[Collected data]
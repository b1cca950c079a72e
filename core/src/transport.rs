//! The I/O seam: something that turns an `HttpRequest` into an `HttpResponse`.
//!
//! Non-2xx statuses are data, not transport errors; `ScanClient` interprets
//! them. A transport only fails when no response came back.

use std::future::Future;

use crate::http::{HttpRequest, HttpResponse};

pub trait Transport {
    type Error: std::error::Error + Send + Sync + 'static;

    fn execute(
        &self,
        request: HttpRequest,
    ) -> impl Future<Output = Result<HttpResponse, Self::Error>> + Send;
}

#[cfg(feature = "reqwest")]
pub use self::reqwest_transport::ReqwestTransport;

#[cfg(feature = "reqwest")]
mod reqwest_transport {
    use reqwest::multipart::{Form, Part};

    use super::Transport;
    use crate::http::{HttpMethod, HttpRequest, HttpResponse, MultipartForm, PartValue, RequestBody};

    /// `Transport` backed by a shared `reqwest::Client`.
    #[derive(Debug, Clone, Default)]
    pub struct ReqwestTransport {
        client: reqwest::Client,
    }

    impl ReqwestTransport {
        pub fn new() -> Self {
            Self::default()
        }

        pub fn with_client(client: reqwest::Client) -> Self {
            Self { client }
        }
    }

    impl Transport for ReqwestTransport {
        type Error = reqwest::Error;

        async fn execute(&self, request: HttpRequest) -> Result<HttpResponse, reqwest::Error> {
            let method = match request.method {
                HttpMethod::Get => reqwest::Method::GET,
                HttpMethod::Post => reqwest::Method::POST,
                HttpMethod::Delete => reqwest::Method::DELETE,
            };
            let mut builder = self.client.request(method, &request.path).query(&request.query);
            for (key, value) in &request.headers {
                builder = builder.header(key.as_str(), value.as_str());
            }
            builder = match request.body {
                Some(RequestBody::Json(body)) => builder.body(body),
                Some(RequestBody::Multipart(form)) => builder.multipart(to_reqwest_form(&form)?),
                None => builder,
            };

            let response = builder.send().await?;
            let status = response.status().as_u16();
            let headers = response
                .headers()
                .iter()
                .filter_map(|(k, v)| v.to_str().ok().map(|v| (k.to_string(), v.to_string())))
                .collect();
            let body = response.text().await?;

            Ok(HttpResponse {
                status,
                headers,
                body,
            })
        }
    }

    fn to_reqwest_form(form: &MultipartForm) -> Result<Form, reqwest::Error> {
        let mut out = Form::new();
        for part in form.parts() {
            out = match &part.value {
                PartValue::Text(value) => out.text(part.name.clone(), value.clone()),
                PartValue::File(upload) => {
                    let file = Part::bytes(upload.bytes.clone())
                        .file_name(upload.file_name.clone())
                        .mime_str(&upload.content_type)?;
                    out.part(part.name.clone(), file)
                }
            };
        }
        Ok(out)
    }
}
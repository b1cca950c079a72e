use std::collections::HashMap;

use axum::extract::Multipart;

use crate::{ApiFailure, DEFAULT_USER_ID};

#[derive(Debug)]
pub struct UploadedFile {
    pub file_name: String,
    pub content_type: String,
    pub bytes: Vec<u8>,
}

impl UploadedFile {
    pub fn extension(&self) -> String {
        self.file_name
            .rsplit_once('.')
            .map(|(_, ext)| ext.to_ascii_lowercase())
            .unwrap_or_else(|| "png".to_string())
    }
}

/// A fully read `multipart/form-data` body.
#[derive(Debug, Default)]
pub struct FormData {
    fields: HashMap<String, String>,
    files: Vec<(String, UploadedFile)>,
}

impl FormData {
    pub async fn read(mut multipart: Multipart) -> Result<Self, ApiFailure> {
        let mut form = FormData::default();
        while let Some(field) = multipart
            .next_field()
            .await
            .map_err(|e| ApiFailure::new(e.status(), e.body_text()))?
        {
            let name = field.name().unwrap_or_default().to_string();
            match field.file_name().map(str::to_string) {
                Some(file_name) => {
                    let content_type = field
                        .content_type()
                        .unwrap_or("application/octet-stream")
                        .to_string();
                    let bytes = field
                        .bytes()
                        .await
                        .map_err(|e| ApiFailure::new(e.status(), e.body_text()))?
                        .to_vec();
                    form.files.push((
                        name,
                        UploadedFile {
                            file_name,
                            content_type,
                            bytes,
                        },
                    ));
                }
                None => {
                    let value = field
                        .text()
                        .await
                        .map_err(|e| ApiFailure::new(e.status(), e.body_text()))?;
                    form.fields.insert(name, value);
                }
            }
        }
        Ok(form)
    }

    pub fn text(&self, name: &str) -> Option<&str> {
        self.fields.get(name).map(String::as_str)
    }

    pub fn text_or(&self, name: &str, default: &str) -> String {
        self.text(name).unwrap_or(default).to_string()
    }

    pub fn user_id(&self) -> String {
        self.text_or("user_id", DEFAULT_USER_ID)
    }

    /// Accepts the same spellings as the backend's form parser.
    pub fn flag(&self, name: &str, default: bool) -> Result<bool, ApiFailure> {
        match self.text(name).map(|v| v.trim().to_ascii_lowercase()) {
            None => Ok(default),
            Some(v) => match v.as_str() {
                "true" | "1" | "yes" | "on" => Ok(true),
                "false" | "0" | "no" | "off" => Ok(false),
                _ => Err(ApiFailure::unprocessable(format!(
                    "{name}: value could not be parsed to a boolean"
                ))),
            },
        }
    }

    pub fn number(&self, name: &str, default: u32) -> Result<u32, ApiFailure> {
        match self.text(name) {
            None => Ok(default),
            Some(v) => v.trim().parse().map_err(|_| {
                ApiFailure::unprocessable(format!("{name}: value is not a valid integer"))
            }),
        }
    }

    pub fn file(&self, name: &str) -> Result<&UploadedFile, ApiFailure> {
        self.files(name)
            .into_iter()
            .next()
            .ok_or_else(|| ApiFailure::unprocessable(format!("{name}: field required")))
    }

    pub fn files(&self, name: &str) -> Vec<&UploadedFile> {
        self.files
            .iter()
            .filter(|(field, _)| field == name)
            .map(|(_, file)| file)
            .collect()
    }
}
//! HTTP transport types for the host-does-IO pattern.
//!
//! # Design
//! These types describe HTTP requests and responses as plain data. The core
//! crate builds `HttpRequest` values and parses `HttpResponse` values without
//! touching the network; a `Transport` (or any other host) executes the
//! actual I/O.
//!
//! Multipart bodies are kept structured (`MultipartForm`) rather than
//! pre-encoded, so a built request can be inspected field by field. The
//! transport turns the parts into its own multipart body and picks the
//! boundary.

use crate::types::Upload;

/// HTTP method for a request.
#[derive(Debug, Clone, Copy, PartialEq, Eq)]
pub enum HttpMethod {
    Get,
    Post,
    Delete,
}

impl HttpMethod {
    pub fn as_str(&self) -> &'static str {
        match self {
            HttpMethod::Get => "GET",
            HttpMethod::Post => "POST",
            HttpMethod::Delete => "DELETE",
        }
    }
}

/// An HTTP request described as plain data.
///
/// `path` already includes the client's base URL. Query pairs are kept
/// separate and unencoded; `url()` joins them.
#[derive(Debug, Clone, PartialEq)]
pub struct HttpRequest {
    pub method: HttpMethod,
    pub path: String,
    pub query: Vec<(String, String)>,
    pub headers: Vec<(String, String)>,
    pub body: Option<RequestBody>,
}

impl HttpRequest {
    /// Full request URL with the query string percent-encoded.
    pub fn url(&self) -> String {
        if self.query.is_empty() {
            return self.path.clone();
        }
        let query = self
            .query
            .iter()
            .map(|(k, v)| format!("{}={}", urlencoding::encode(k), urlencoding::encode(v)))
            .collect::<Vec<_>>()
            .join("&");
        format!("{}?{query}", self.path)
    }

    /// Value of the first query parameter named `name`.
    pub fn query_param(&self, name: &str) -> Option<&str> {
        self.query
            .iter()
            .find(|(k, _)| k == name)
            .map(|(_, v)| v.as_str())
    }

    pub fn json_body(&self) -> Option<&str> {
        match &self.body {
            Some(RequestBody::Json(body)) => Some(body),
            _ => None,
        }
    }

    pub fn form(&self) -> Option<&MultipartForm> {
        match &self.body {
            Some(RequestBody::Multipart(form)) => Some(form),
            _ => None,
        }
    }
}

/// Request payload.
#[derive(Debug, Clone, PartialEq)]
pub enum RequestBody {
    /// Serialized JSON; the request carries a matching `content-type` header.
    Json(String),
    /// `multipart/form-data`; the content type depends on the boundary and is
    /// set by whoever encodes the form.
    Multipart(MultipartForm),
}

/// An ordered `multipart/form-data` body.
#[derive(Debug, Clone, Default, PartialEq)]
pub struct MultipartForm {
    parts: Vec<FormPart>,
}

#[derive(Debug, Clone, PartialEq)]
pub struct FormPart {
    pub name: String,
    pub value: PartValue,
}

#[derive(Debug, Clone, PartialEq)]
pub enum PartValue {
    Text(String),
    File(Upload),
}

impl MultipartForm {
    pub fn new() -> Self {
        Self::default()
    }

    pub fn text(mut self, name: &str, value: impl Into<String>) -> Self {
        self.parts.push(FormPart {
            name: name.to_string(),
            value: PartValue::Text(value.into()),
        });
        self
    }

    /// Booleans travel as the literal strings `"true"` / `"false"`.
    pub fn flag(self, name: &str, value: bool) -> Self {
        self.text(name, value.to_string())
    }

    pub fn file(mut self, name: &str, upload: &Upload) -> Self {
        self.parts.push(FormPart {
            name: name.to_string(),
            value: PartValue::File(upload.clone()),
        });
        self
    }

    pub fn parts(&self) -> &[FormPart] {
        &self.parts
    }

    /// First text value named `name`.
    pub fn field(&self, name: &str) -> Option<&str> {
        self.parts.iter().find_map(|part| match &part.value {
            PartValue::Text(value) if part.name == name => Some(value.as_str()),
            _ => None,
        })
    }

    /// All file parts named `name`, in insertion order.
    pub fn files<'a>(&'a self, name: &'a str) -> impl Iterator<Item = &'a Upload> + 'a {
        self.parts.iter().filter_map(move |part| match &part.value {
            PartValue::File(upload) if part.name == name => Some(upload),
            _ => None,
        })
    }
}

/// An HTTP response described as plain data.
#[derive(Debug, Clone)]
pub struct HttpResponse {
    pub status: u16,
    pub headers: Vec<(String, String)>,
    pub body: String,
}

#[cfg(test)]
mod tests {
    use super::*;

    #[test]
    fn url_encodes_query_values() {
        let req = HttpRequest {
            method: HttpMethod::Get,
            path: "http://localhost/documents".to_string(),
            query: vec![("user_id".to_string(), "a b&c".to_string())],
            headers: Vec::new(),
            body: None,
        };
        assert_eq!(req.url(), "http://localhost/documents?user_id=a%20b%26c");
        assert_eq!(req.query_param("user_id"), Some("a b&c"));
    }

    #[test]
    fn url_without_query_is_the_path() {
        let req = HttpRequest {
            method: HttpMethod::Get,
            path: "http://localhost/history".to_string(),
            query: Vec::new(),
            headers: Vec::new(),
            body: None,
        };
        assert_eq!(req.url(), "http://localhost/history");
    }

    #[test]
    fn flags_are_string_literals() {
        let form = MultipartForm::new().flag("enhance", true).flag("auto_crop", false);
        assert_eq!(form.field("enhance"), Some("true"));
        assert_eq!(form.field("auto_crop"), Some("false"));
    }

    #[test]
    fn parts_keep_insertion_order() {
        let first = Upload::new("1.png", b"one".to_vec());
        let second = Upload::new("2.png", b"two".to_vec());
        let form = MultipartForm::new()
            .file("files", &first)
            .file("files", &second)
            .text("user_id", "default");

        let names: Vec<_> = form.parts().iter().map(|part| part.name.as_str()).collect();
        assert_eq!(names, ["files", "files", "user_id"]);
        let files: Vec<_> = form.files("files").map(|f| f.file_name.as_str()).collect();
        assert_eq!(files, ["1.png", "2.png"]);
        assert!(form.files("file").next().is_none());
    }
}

Exercise goal: Could you copy every line in the records that holds "Post"?

Problem solution:
                HttpMethod::Post => reqwest::Method::POST,
    Post,
            HttpMethod::Post => "POST",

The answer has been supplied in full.